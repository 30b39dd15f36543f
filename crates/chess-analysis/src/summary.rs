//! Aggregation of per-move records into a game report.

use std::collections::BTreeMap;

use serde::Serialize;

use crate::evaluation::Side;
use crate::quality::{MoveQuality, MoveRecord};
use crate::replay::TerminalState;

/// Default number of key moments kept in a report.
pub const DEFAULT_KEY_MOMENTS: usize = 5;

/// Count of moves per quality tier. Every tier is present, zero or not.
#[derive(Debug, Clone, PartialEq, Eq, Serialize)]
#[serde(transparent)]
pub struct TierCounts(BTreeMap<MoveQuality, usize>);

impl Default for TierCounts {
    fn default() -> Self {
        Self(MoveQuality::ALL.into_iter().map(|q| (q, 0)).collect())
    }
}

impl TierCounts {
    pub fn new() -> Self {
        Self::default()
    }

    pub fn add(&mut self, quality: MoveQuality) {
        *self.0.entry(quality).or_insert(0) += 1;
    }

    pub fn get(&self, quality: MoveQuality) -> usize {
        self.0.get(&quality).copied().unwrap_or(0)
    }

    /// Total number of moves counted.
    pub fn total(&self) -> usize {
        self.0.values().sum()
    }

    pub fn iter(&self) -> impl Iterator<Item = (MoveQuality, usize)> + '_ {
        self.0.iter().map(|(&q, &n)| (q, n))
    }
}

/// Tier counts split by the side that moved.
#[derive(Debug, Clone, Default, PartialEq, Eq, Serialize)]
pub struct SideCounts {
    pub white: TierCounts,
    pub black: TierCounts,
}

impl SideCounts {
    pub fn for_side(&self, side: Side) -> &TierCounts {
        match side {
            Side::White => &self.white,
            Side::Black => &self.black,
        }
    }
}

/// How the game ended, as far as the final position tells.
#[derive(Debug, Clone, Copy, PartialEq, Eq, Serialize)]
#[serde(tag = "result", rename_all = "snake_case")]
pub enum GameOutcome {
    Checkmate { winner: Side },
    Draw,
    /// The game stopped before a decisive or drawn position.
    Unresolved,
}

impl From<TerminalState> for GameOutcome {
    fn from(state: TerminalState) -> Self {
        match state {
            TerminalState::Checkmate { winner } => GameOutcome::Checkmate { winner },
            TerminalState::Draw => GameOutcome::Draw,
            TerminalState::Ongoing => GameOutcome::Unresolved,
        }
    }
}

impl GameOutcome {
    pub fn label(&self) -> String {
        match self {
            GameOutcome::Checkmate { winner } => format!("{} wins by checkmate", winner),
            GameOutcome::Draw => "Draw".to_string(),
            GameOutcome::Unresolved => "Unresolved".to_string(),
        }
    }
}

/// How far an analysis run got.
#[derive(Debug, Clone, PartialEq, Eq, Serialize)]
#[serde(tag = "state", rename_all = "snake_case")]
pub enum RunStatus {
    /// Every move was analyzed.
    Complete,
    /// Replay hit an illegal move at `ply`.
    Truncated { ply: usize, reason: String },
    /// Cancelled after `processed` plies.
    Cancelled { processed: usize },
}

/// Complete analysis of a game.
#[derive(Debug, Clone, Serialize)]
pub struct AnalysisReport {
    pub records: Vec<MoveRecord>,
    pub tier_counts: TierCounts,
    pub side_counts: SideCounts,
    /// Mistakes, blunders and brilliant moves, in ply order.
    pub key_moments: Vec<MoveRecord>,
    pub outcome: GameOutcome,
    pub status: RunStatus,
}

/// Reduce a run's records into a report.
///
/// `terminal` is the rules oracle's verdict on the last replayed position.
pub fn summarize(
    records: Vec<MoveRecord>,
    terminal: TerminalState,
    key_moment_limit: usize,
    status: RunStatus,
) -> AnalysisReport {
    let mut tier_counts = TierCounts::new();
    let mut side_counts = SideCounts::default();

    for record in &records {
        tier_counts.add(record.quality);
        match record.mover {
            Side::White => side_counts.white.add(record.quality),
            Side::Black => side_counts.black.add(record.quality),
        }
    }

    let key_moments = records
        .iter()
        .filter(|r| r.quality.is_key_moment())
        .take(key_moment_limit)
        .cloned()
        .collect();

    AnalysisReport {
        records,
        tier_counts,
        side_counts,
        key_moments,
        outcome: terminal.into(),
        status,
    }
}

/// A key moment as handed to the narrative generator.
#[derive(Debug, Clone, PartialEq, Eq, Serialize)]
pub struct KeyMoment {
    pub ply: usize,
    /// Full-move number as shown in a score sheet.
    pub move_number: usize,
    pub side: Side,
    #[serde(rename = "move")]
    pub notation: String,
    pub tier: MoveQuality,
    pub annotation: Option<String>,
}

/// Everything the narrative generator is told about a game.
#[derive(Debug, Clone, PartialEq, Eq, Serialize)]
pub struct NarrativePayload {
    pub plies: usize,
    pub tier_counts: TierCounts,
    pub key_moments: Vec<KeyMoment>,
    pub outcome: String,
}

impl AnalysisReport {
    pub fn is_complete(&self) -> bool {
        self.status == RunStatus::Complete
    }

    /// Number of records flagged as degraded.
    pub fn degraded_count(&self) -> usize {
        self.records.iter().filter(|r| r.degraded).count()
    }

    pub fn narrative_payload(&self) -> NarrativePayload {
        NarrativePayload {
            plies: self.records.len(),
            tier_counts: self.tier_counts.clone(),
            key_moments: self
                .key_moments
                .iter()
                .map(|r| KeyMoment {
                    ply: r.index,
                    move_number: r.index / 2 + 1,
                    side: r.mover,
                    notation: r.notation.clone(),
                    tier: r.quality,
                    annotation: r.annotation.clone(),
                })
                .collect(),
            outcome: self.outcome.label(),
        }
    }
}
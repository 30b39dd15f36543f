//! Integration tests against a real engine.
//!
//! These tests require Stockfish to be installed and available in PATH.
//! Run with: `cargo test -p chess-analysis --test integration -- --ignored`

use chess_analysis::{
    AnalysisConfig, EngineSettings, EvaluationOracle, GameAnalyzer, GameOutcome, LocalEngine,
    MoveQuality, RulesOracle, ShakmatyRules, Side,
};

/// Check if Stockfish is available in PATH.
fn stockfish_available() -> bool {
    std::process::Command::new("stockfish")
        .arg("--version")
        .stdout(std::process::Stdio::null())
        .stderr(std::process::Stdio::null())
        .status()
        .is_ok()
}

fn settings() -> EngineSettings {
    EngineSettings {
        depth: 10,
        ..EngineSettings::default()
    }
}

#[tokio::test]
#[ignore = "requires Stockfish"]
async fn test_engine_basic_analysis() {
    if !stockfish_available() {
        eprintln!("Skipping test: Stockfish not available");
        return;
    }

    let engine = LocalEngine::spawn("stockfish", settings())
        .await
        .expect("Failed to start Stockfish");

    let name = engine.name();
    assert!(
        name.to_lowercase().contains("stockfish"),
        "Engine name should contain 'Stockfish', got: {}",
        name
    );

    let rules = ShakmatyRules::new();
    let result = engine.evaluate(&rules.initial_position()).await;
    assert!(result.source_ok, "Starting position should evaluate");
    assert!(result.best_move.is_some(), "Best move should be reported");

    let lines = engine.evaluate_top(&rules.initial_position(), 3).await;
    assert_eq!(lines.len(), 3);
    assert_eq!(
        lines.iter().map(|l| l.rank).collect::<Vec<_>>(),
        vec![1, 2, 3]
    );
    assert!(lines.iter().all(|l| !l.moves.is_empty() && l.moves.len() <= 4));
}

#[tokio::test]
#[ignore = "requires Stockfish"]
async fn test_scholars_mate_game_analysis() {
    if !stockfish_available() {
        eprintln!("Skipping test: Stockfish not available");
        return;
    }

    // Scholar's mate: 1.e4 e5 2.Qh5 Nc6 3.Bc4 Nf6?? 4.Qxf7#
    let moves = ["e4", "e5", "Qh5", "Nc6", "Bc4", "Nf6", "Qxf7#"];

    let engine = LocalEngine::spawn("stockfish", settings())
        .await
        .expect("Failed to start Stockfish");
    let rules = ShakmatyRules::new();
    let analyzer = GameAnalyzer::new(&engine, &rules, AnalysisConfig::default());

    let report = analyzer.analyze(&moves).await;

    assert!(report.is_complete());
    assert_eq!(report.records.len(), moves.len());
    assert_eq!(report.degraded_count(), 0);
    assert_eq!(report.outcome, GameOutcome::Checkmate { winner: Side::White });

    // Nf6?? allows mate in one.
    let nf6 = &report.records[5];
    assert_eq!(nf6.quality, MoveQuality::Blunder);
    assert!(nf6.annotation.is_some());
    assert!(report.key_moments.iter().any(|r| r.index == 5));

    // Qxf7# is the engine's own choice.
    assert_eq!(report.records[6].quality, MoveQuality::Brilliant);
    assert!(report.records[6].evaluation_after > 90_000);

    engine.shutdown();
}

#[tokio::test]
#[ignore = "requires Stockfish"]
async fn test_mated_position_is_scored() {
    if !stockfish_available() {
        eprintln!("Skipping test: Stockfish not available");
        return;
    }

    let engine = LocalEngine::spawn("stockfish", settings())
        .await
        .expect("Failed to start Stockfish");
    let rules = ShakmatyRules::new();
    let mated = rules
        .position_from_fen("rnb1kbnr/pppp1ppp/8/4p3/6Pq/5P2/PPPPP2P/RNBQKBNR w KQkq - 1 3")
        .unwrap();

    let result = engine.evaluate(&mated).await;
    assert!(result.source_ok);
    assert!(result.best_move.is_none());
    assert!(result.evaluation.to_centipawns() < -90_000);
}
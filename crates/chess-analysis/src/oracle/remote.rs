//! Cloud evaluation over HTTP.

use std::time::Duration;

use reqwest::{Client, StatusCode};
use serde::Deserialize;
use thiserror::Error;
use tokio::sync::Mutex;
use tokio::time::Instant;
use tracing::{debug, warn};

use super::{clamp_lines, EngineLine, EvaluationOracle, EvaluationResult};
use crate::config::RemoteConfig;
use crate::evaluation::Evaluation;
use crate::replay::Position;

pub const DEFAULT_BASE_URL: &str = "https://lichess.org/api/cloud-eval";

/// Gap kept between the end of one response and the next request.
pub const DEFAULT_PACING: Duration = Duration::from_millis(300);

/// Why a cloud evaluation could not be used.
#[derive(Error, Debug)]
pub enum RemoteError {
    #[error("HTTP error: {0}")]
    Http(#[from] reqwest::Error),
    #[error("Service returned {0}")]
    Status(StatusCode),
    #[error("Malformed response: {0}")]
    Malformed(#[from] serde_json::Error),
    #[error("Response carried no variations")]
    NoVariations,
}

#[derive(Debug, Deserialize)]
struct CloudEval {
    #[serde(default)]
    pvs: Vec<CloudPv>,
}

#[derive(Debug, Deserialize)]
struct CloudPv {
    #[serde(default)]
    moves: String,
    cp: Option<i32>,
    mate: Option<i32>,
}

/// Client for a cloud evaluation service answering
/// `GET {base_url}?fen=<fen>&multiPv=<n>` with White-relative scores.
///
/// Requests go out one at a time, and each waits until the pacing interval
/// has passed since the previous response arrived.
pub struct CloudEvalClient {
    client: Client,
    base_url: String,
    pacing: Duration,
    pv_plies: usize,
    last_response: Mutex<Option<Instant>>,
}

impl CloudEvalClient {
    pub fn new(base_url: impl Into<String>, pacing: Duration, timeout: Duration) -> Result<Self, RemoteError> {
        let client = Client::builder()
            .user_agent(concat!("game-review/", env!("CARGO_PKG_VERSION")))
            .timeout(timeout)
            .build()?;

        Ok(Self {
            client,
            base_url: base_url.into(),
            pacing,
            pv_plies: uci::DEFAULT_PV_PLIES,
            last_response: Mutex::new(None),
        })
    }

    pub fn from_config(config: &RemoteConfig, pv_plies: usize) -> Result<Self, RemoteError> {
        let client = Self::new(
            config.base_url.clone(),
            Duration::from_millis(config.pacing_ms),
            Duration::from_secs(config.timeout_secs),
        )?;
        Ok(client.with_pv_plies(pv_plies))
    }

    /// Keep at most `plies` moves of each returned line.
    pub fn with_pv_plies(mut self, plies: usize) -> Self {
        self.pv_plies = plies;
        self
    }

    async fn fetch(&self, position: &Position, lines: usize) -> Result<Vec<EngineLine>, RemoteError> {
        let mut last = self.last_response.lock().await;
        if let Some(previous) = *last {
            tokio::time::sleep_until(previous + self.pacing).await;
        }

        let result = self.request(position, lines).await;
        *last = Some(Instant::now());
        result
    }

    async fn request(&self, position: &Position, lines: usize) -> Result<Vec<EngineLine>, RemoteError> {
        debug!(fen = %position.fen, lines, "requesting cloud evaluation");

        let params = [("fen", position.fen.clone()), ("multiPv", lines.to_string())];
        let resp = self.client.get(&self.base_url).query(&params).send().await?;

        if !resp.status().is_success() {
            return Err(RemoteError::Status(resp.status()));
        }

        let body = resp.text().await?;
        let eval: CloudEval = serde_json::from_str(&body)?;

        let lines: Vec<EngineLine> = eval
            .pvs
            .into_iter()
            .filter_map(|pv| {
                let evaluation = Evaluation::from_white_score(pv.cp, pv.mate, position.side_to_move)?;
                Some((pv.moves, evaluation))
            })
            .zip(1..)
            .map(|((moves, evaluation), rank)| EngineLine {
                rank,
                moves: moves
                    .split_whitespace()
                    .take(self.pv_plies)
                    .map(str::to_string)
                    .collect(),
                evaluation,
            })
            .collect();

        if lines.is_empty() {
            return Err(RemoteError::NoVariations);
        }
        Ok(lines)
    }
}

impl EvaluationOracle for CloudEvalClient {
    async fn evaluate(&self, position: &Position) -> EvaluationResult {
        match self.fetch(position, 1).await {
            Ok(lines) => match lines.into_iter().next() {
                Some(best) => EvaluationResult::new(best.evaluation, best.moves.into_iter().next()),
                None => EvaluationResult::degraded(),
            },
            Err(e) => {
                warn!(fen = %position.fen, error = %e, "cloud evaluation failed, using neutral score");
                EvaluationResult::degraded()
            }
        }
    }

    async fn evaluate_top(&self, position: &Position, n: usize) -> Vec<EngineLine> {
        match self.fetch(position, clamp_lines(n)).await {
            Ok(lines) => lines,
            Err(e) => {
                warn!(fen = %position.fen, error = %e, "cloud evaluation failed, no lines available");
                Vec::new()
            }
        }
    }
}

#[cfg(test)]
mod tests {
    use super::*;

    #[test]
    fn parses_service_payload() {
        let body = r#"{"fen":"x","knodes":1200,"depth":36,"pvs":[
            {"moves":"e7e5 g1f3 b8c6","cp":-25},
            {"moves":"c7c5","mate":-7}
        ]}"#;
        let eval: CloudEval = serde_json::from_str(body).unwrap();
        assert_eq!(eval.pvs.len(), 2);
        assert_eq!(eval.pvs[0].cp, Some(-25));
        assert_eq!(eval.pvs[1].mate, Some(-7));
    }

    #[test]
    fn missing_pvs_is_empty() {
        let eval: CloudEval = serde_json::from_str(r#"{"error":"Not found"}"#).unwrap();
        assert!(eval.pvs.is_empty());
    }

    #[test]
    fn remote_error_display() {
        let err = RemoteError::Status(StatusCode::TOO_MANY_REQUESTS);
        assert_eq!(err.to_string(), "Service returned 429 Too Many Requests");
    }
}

════════

**What you will do**
A single number is the whole answer: how many lines in the entries hold the word "crates".

**Your response**
2